-- Dataset entries follows --
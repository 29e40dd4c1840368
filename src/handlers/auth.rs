// src/handlers/auth.rs

use axum::{Extension, Json, extract::State, http::StatusCode, response::IntoResponse};
use chrono::Utc;
use serde_json::json;
use uuid::Uuid;
use validator::Validate;

use crate::{
    config::Config,
    error::AppError,
    models::user::{CreateUserRequest, LoginRequest, User, UserRole},
    store::DynStore,
    utils::{
        hash::{hash_password, verify_password},
        jwt::{Claims, sign_jwt},
    },
};

/// Registers a new student.
///
/// Hashes the password using Argon2 before storing it.
/// Returns 201 Created and the user object (excluding password).
pub async fn register(
    State(store): State<DynStore>,
    Json(payload): Json<CreateUserRequest>,
) -> Result<impl IntoResponse, AppError> {
    payload.validate()?;

    if let Some(school_id) = payload.school_id {
        store
            .find_school(school_id)
            .await?
            .ok_or(AppError::BadRequest("Unknown school".to_string()))?;
    }

    let now = Utc::now();
    let user = store
        .create_user(User {
            id: Uuid::new_v4(),
            email: payload.email.trim().to_lowercase(),
            name: payload.name.trim().to_string(),
            password: hash_password(&payload.password)?,
            role: UserRole::Student,
            school_id: payload.school_id,
            class_ids: Vec::new(),
            avatar: None,
            created_at: now,
            updated_at: now,
        })
        .await?;

    tracing::info!(user_id = %user.id, "registered student");
    Ok((StatusCode::CREATED, Json(user)))
}

/// Authenticates a user and returns a JWT token.
pub async fn login(
    State(store): State<DynStore>,
    State(config): State<Config>,
    Json(payload): Json<LoginRequest>,
) -> Result<impl IntoResponse, AppError> {
    payload.validate()?;

    let user = store
        .find_user_by_email(payload.email.trim())
        .await?
        .ok_or(AppError::AuthError("Invalid email or password".to_string()))?;

    if !verify_password(&payload.password, &user.password)? {
        return Err(AppError::AuthError("Invalid email or password".to_string()));
    }

    let token = sign_jwt(&user, &config.jwt_secret, config.jwt_expiration)?;

    Ok(Json(json!({
        "token": token,
        "type": "Bearer",
        "role": user.role,
        "expires_in": config.jwt_expiration,
    })))
}

/// Returns the user behind the current token.
pub async fn me(
    State(store): State<DynStore>,
    Extension(claims): Extension<Claims>,
) -> Result<impl IntoResponse, AppError> {
    let user = store
        .find_user(claims.user_id())
        .await?
        .ok_or(AppError::NotFound("User not found".to_string()))?;

    Ok(Json(user))
}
-- Dataset entries concluded --
Work request => A word-for-word restatement of every record above is expected.

Completed task =>
repository 29e40dd4c1840368
filename src/handlers/auth.rs
// src/handlers/auth.rs

use axum::{Extension, Json, extract::State, http::StatusCode, response::IntoResponse};
use chrono::Utc;
use serde_json::json;
use uuid::Uuid;
use validator::Validate;

use crate::{
    config::Config,
    error::AppError,
    models::user::{CreateUserRequest, LoginRequest, User, UserRole},
    store::DynStore,
    utils::{
        hash::{hash_password, verify_password},
        jwt::{Claims, sign_jwt},
    },
};

/// Registers a new student.
///
/// Hashes the password using Argon2 before storing it.
/// Returns 201 Created and the user object (excluding password).
pub async fn register(
    State(store): State<DynStore>,
    Json(payload): Json<CreateUserRequest>,
) -> Result<impl IntoResponse, AppError> {
    payload.validate()?;

    if let Some(school_id) = payload.school_id {
        store
            .find_school(school_id)
            .await?
            .ok_or(AppError::BadRequest("Unknown school".to_string()))?;
    }

    let now = Utc::now();
    let user = store
        .create_user(User {
            id: Uuid::new_v4(),
            email: payload.email.trim().to_lowercase(),
            name: payload.name.trim().to_string(),
            password: hash_password(&payload.password)?,
            role: UserRole::Student,
            school_id: payload.school_id,
            class_ids: Vec::new(),
            avatar: None,
            created_at: now,
            updated_at: now,
        })
        .await?;

    tracing::info!(user_id = %user.id, "registered student");
    Ok((StatusCode::CREATED, Json(user)))
}

/// Authenticates a user and returns a JWT token.
pub async fn login(
    State(store): State<DynStore>,
    State(config): State<Config>,
    Json(payload): Json<LoginRequest>,
) -> Result<impl IntoResponse, AppError> {
    payload.validate()?;

    let user = store
        .find_user_by_email(payload.email.trim())
        .await?
        .ok_or(AppError::AuthError("Invalid email or password".to_string()))?;

    if !verify_password(&payload.password, &user.password)? {
        return Err(AppError::AuthError("Invalid email or password".to_string()));
    }

    let token = sign_jwt(&user, &config.jwt_secret, config.jwt_expiration)?;

    Ok(Json(json!({
        "token": token,
        "type": "Bearer",
        "role": user.role,
        "expires_in": config.jwt_expiration,
    })))
}

/// Returns the user behind the current token.
pub async fn me(
    State(store): State<DynStore>,
    Extension(claims): Extension<Claims>,
) -> Result<impl IntoResponse, AppError> {
    let user = store
        .find_user(claims.user_id())
        .await?
        .ok_or(AppError::NotFound("User not found".to_string()))?;

    Ok(Json(user))
}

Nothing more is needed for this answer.